Other income and expenses. Other expense was $0.5 million for the first three months of 2009
compared to $0.3 million, net of $0.1 million of interest income for the comparable 2008 period.
Other income primarily consists of interest earned on our cash and cash equivalents and interest
expense reflects the interest incurred on our line of credit. As a result of our decreased cash
balance during the three months ended March 31, 2009, and reduced interest rates, interest earned
decreased significantly.
Income tax benefit for the three months ended March 31, 2009 and 2008 reflects the Canadian
provincial tax credit that is refundable once we file our tax return. This credit relates to
research and development expenses incurred at our OTI locations.
LIQUIDITY AND CAPITAL RESOURCES
At March 31, 2009, we had cash and cash equivalents of approximately $2.2 million. Cash used
in operations during 2009 primarily reflect expenses related to the Phase III clinical trial for
bevasiranib and related shut down expenses of that trial, as well as selling, general and
administrative activities related to our corporate and instrumentation operations. Since our
inception, we have not generated significant gross margins to offset our operating and other
expenses and our primary source of cash has been from the private placement of stock and through
credit facilities available to us.
On March 4, 2009, Frost Gamma Investments Trust (the Gamma Trust), of which Phillip
Frost, M.D., our Chairman and CEO, is the sole trustee, advanced $3.0 million to us under a
Promissory Note we issued to the Gamma Trust (the Note).
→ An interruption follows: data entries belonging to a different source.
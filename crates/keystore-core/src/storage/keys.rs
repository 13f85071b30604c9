//! Storage scopes, record purposes and key naming

use serde::{Deserialize, Serialize};
use std::fmt;
use std::str::FromStr;

use crate::error::KeyStoreError;
use crate::provider::ProviderId;

/// Storage tier a record lives in
#[derive(Debug, Clone, Copy, PartialEq, Eq, Hash, Serialize, Deserialize)]
#[serde(rename_all = "lowercase")]
pub enum Scope {
    /// Survives process restarts until cleared
    Durable,
    /// Lives as long as the current session
    Session,
}

impl Scope {
    /// Order in which scopes are consulted when none is given
    pub const LOOKUP_ORDER: [Scope; 2] = [Scope::Durable, Scope::Session];

    pub fn as_str(self) -> &'static str {
        match self {
            Scope::Durable => "durable",
            Scope::Session => "session",
        }
    }

    /// Parse a stored scope label; `local` is the label older releases wrote
    pub fn from_label(label: &str) -> Option<Self> {
        match label.trim() {
            "durable" | "local" => Some(Scope::Durable),
            "session" => Some(Scope::Session),
            _ => None,
        }
    }

    pub fn other(self) -> Self {
        match self {
            Scope::Durable => Scope::Session,
            Scope::Session => Scope::Durable,
        }
    }
}

impl fmt::Display for Scope {
    fn fmt(&self, f: &mut fmt::Formatter<'_>) -> fmt::Result {
        f.write_str(self.as_str())
    }
}

impl FromStr for Scope {
    type Err = KeyStoreError;

    fn from_str(s: &str) -> Result<Self, Self::Err> {
        Self::from_label(s).ok_or_else(|| KeyStoreError::Config(format!("unknown scope '{}'", s)))
    }
}

/// One field of a stored credential record
#[derive(Debug, Clone, Copy, PartialEq, Eq, Hash)]
pub enum Purpose {
    /// The serialized envelope
    Ciphertext,
    /// "true"/"false": whether a user password protects the record
    ProtectedFlag,
    /// Scope label the record was written with
    ScopeFlag,
    /// Expiration class label
    ExpiryClass,
    /// RFC 3339 expiry instant
    ExpiryInstant,
}

impl Purpose {
    pub const ALL: [Purpose; 5] = [
        Purpose::Ciphertext,
        Purpose::ProtectedFlag,
        Purpose::ScopeFlag,
        Purpose::ExpiryClass,
        Purpose::ExpiryInstant,
    ];

    fn suffix(self) -> &'static str {
        match self {
            Purpose::Ciphertext => "",
            Purpose::ProtectedFlag => "_protected",
            Purpose::ScopeFlag => "_storage_type",
            Purpose::ExpiryClass => "_expiration",
            Purpose::ExpiryInstant => "_expires_at",
        }
    }
}

/// A fully qualified storage key name
#[derive(Debug, Clone, PartialEq, Eq, Hash)]
pub struct StorageKey(String);

impl StorageKey {
    /// `<namespace>_api_key<purpose suffix>_<provider id>`
    pub fn new(namespace: &str, purpose: Purpose, provider: &ProviderId) -> Self {
        Self(format!(
            "{}_api_key{}_{}",
            namespace,
            purpose.suffix(),
            provider
        ))
    }

    /// Key name used before records were split per provider
    pub fn legacy(namespace: &str, purpose: Purpose) -> Self {
        Self(format!("{}_api_key{}", namespace, purpose.suffix()))
    }

    /// Whether a provider id would make its ciphertext key equal to a legacy key
    pub(crate) fn collides_with_legacy(provider_id: &str) -> bool {
        Purpose::ALL
            .iter()
            .any(|p| !p.suffix().is_empty() && p.suffix().trim_start_matches('_') == provider_id)
    }

    pub fn as_str(&self) -> &str {
        &self.0
    }
}

impl fmt::Display for StorageKey {
    fn fmt(&self, f: &mut fmt::Formatter<'_>) -> fmt::Result {
        f.write_str(&self.0)
    }
}
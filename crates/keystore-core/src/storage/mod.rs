//! Storage backends for API key records
//!
//! Two scopes, each a [`StorageArea`]:
//! 1. Durable: [`FileStorage`], [`KeychainStorage`] or [`MemoryStorage`]
//! 2. Session: [`MemoryStorage`]
//!
//! [`StorageBackend`] combines them and owns key naming.

mod backend;
mod file;
mod keychain;
mod keys;
mod memory;
mod traits;

pub use backend::StorageBackend;
pub use file::FileStorage;
pub use keychain::KeychainStorage;
pub use keys::{Purpose, Scope, StorageKey};
pub use memory::MemoryStorage;
pub use traits::StorageArea;
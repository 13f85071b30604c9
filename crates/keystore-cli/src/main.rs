//! paper2llm key store CLI
//!
//! Stores, inspects and retrieves the API keys the conversion pipeline uses.
//! Keys are kept in the same durable storage the desktop build reads.
//!
//! Output meant for scripts goes to stdout; logs go to stderr.

use clap::{Parser, Subcommand, ValueEnum};
use std::path::PathBuf;
use std::sync::Arc;
use tracing::{error, info};

use keystore_core::{
    CredentialStore, ExpirationClass, FileStorage, KeyStoreConfig, KeyStoreError, KeychainStorage,
    MemoryStorage, ProviderId, ProviderRegistry, StorageArea, StorageBackend, StoreOptions,
    SystemClock,
};

/// paper2llm key store - encrypted API key storage for OCR and vision providers
#[derive(Parser, Debug)]
#[command(name = "keystore")]
#[command(version)]
#[command(about = "Encrypted API key storage for paper2llm providers")]
struct Args {
    /// Directory holding keystore.json (default: platform data directory)
    #[arg(long, global = true)]
    data_dir: Option<PathBuf>,

    /// JSON configuration file
    #[arg(long, global = true)]
    config: Option<PathBuf>,

    /// Where durable records are kept
    #[arg(long, global = true, value_enum, default_value_t = Backend::File)]
    backend: Backend,

    /// Password protecting the stored key (prompted for when needed)
    #[arg(long, global = true, env = "PAPER2LLM_KEYSTORE_PASSWORD", hide_env_values = true)]
    password: Option<String>,

    #[command(subcommand)]
    command: Command,
}

#[derive(Debug, Clone, Copy, PartialEq, Eq, ValueEnum)]
enum Backend {
    /// keystore.json in the data directory
    File,
    /// OS keychain
    Keychain,
}

#[derive(Subcommand, Debug)]
enum Command {
    /// Encrypt and store an API key
    Store {
        /// Provider id (default: configured default provider)
        #[arg(long)]
        provider: Option<ProviderId>,

        /// Expiration class: never, 1day, 7days, 30days
        #[arg(long, default_value = "never")]
        expiration: ExpirationClass,

        /// API key; prompted for without echo if omitted
        #[arg(long)]
        key: Option<String>,
    },
    /// Decrypt a stored API key
    Retrieve {
        #[arg(long)]
        provider: Option<ProviderId>,

        /// Print the whole key instead of its prefix
        #[arg(long)]
        reveal: bool,
    },
    /// Show stored records without decrypting them
    Status,
    /// Delete stored API keys
    Clear {
        #[arg(long, conflicts_with = "all")]
        provider: Option<ProviderId>,

        /// Every provider plus legacy entries
        #[arg(long)]
        all: bool,
    },
    /// List registered providers
    Providers,
    /// Check an API key against a provider's format
    Validate {
        key: String,

        #[arg(long)]
        provider: Option<ProviderId>,
    },
}

#[tokio::main]
async fn main() {
    let args = Args::parse();

    tracing_subscriber::fmt()
        .with_writer(std::io::stderr)
        .with_env_filter(
            tracing_subscriber::EnvFilter::from_default_env()
                .add_directive(tracing::Level::INFO.into()),
        )
        .init();

    if let Err(e) = run(args).await {
        eprintln!("Error: {}", describe(e.as_ref()));
        std::process::exit(1);
    }
}

/// Message for the terminal; internal failures are logged in full instead
fn describe(err: &(dyn std::error::Error + 'static)) -> String {
    match err.downcast_ref::<KeyStoreError>() {
        Some(e) if !e.is_user_facing() => {
            error!("{}", e);
            "the key store could not complete the operation".to_string()
        }
        _ => err.to_string(),
    }
}

async fn run(args: Args) -> Result<(), Box<dyn std::error::Error>> {
    let config = match &args.config {
        Some(path) => KeyStoreConfig::load(path)
            .await
            .map_err(|e| format!("Failed to load config {:?}: {}", path, e))?,
        None => KeyStoreConfig::default(),
    };

    let store = open_store(&args, config).await?;

    match args.command {
        Command::Store {
            provider,
            expiration,
            key,
        } => {
            if !store.supported_expirations().contains(&expiration) {
                return Err(KeyStoreError::UnsupportedExpiration(expiration.to_string()).into());
            }

            let key = match key {
                Some(key) => key,
                None => rpassword::prompt_password("API key: ")?,
            };
            let password = password_or_prompt(args.password)?;

            let mut options = StoreOptions::durable(&password).expiring(expiration);
            if let Some(provider) = provider {
                options = options.for_provider(provider);
            }

            store.store(&key, options).await?;
            println!("Stored");
        }
        Command::Retrieve { provider, reveal } => {
            let password = if store.is_password_protected(provider.as_ref()).await? {
                Some(password_or_prompt(args.password)?)
            } else {
                args.password
            };

            match store.retrieve(password.as_deref(), provider.as_ref()).await? {
                Some(value) if reveal => println!("{}", value.expose()),
                Some(value) => println!("{}", value.masked()),
                None => {
                    eprintln!("No API key stored");
                    std::process::exit(1);
                }
            }
        }
        Command::Status => {
            for provider in store.registry().list() {
                match store.record(Some(provider.id())).await? {
                    Some(record) => {
                        let expires = record
                            .expires_at
                            .map(|at| at.to_rfc3339())
                            .unwrap_or_else(|| "-".to_string());
                        let format = record
                            .format_version
                            .map(|v| format!("v{}", v as u32))
                            .unwrap_or_else(|| "unreadable".to_string());
                        let expired = if store.is_expired(Some(provider.id())).await? {
                            " (expired)"
                        } else {
                            ""
                        };
                        println!(
                            "{:<12} {:<8} protected={:<5} expiration={:<7} expires={}{} format={}",
                            provider.id().as_str(),
                            record.scope.as_str(),
                            record.password_protected,
                            record.expiration.as_str(),
                            expires,
                            expired,
                            format
                        );
                    }
                    None => println!("{:<12} -", provider.id().as_str()),
                }
            }
        }
        Command::Clear { provider, all } => {
            if all {
                store.clear(None).await?;
            } else {
                let provider = provider.unwrap_or_else(|| store.registry().default_id().clone());
                store.clear(Some(&provider)).await?;
            }
            println!("Cleared");
        }
        Command::Providers => {
            let default_id = store.registry().default_id().clone();
            for provider in store.registry().list() {
                let marker = if provider.id() == &default_id { "*" } else { " " };
                println!(
                    "{} {:<12} {:<16} {}",
                    marker,
                    provider.id().as_str(),
                    provider.display_name(),
                    provider.format_hint()
                );
            }
        }
        Command::Validate { key, provider } => {
            if store.validate(&key, provider.as_ref())? {
                println!("valid");
            } else {
                println!("invalid");
                std::process::exit(1);
            }
        }
    }

    Ok(())
}

async fn open_store(
    args: &Args,
    config: KeyStoreConfig,
) -> keystore_core::Result<CredentialStore> {
    let durable: Arc<dyn StorageArea> = match args.backend {
        Backend::File => match &args.data_dir {
            Some(dir) => Arc::new(FileStorage::open_in(dir).await?),
            None => Arc::new(FileStorage::open().await?),
        },
        Backend::Keychain => {
            let keychain = KeychainStorage::new(&config.namespace);
            if !keychain.probe().await {
                return Err(KeyStoreError::Storage(
                    "OS keychain is not available, use --backend file".to_string(),
                ));
            }
            Arc::new(keychain)
        }
    };

    info!("Using {} storage for durable records", durable.backend_name());

    // A CLI process is one session: session records end with it
    let session: Arc<dyn StorageArea> = Arc::new(MemoryStorage::new());

    let registry = ProviderRegistry::with_builtins(&config.default_provider)?;
    let backend = StorageBackend::new(&config.namespace, durable, session);

    CredentialStore::open(config, registry, backend, Arc::new(SystemClock)).await
}

fn password_or_prompt(password: Option<String>) -> std::io::Result<String> {
    match password {
        Some(password) => Ok(password),
        None => rpassword::prompt_password("Password: "),
    }
}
The entire amount of this advance and
all accrued interest thereon shall be due and payable on the earlier of May 4, 2009 or such earlier
date following the closing of the previously disclosed Stock Purchase Agreement, dated February 23,
2009. The Note bears interest at a rate equal to 11% per annum and may be prepaid in whole or in
part without penalty or premium. We repaid the Note in full, plus accrued interest of $48 thousand
on April 27, 2009.
On February 23, 2009, we entered into a stock purchase agreement with the Gamma Trust pursuant
to which the Gamma Trust agreed to make a $20.0 million investment in exchange for 20,000,000
shares of our common stock, par value $.01 (the Shares), at $1.00 per share, representing an
approximately 20% discount to the
16
average closing price of our common stock on the NYSE Amex
exchange for the five trading days immediately preceding the effective date of Audit Committee and
stockholder approval of the transaction. We issued the 20,000,000 shares and received the proceeds
of $20.0 million on April 27, 2009.
We have a fully drawn $12.0 million line of credit with The Frost Group, LLC, or the Frost
Group, a related party. The Frost Group members include a trust controlled by Dr. Frost,
who is the Companys Chief Executive Officer and Chairman of the board of directors, Dr. Jane H.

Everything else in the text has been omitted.